# Work required
Transcribe exactly the lines from the one containing "a positive number\n\" through the end of the entries, including both the first and the last, and nothing else.

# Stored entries
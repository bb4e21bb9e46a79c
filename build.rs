use std::path::Path;

const PROFILE_PATH: &str = "profiles/default_lathe.json";

fn main() {
    let profile_path = Path::new(PROFILE_PATH);
    validate_profile_file(profile_path);
    set_build_dependencies();
}

fn validate_profile_file(profile_path: &Path) {
    // Ensure the embedded profile exists at build time
    assert!(
        profile_path.exists(),
        "\n\nPROFILE BUILD ERROR: File not found\n\
         Path: {}\n\
         Please create the lathe profile before building.\n",
        profile_path.display()
    );

    let contents = std::fs::read_to_string(profile_path).unwrap_or_else(|e| {
        panic!(
            "\n\nPROFILE BUILD ERROR: Failed to read file\n\
             Path: {}\n\
             Error: {e}\n",
            profile_path.display()
        );
    });

    let profile: serde_json::Value = serde_json::from_str(&contents).unwrap_or_else(|e| {
        panic!(
            "\n\nPROFILE BUILD ERROR: Invalid JSON\n\
             Path: {}\n\
             Error: {e}\n\
             Hint: Check for missing commas, brackets, or invalid syntax.\n",
            profile_path.display()
        );
    });

    validate_profile_structure(&profile);
}

fn validate_profile_structure(profile: &serde_json::Value) {
    assert!(
        profile.is_object(),
        "\n\nPROFILE BUILD ERROR: Root must be a JSON object\n\
         Got: {profile}\n"
    );

    for field in ["version", "name"] {
        assert!(
            profile.get(field).and_then(serde_json::Value::as_str).is_some(),
            "\n\nPROFILE BUILD ERROR: Missing string field '{field}'\n"
        );
    }

    let gears = validate_gears(profile);
    validate_leadscrew(profile);
    let metric = validate_pitches(profile, "metric_pitches");
    let imperial = validate_pitches(profile, "imperial_pitches");

    println!(
        "cargo:warning=Validated lathe profile: {gears} gears, {metric} metric and {imperial} imperial pitches"
    );
}

fn validate_gears(profile: &serde_json::Value) -> usize {
    let gears = profile
        .get("gears")
        .and_then(serde_json::Value::as_array)
        .unwrap_or_else(|| {
            panic!(
                "\n\nPROFILE BUILD ERROR: Missing 'gears' field\n\
                 The profile must have a top-level 'gears' array of tooth counts.\n"
            );
        });

    assert!(
        !gears.is_empty(),
        "\n\nPROFILE BUILD ERROR: 'gears' must not be empty\n"
    );

    for (i, gear) in gears.iter().enumerate() {
        let teeth = gear.as_u64().unwrap_or(0);
        assert!(
            teeth > 0,
            "\n\nPROFILE BUILD ERROR: Gear at index {i} must be a positive tooth count\n\
             Got: {gear}\n"
        );
    }

    gears.len()
}

fn validate_leadscrew(profile: &serde_json::Value) {
    let leadscrew = profile.get("leadscrew").unwrap_or_else(|| {
        panic!(
            "\n\nPROFILE BUILD ERROR: Missing 'leadscrew' field\n\
             Expected {{\"tpi\": 8}} or {{\"mm\": 3}}.\n"
        );
    });

    let value = leadscrew
        .get("tpi")
        .or_else(|| leadscrew.get("mm"))
        .and_then(serde_json::Value::as_f64)
        .unwrap_or(0.0);
    assert!(
        value > 0.0,
        "\n\nPROFILE BUILD ERROR: Leadscrew must give a positive 'tpi' or 'mm'\n\
         Got: {leadscrew}\n"
    );
}

fn validate_pitches(profile: &serde_json::Value, field: &str) -> usize {
    let Some(pitches) = profile.get(field) else {
        return 0;
    };

    let pitches = pitches.as_array().unwrap_or_else(|| {
        panic!(
            "\n\nPROFILE BUILD ERROR: '{field}' must be an array\n\
             Got: {pitches}\n"
        );
    });

    for (i, pitch) in pitches.iter().enumerate() {
        let value = pitch.as_f64().unwrap_or(0.0);
        assert!(
            value > 0.0,
            "\n\nPROFILE BUILD ERROR: '{field}' entry {i} must be a positive number\n\
             Got: {pitch}\n"
        );
    }

    pitches.len()
}

fn set_build_dependencies() {
    // Tell cargo to rerun if the profile changes
    println!("cargo:rerun-if-changed={PROFILE_PATH}");

    // Tell cargo to rerun if build.rs changes
    println!("cargo:rerun-if-changed=build.rs");
}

# Exercise response
            "\n\nPROFILE BUILD ERROR: '{field}' entry {i} must be a positive number\n\
             Got: {pitch}\n"
        );
    }

    pitches.len()
}

fn set_build_dependencies() {
    // Tell cargo to rerun if the profile changes
    println!("cargo:rerun-if-changed={PROFILE_PATH}");

    // Tell cargo to rerun if build.rs changes
    println!("cargo:rerun-if-changed=build.rs");
}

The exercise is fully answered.